Noting the wide ranging powers of the court in determining the question of relief in a claim under s.140, HHJ Keyser QC rejected both of those arguments. He found that the customers had wanted to take out PPI; and therefore that they would probably have taken out PPI of some sort, had the commissions been disclosed. Accordingly, the redress ordered was to return to the customers the amount paid which exceeded what monthly, pay-as-you-go PPI would have cost, rounded up to £1,500. i.e. the judge made a discretionary and somewhat arbitrary decision on what the appropriate level of redress should be.
What is appropriate redress?
These different authorities available show that there is no correct way in which to gauge the level of appropriate redress.
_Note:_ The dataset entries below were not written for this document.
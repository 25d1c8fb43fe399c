use crate::enums::{RefundMethod, ReturnReason};
use serde::{Deserialize, Serialize};

/// One line the customer wants to send back
#[derive(Debug, Clone, Serialize, Deserialize)]
pub struct CreateReturnItem {
    #[serde(rename = "productVariantId")]
    pub product_variant_id: String,
    #[serde(rename = "quantityRequested")]
    pub quantity_requested: i32,
}

/// Customer submits a return request for items of a looked-up order
#[derive(Debug, Clone, Serialize, Deserialize)]
pub struct CreateReturnRequest {
    /// The order the return draws from (a001_sales_order.id)
    #[serde(rename = "orderId")]
    pub order_id: String,

    /// Re-verified against the order on the server
    #[serde(rename = "customerEmail")]
    pub customer_email: String,

    pub reason: ReturnReason,

    #[serde(rename = "reasonDetails")]
    #[serde(default)]
    pub reason_details: Option<String>,

    #[serde(rename = "refundMethod")]
    pub refund_method: RefundMethod,

    pub items: Vec<CreateReturnItem>,
}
Further, the FCA’s proposal is necessarily different to the considerations that will be made by a court in determining a claim brought under s.140. In court cases, there is a wide ranging power to order the repayment of any sum that could be said to give effect to the unfairness found – as illustrated by the cases of Brookman and Plevin, where in each case different redress has been ordered. Clearly, there is therefore a tension between the FCA’s approach; and the powers already available to the courts as part of a judicial process and test which allows far greater flexibility.
In short, whilst Plevin may have provided a level of guidance in the PPI arena, it cannot be said to provide a wholesale answer. What does remain clear is that where substantial commission has been paid, further claims can be expected.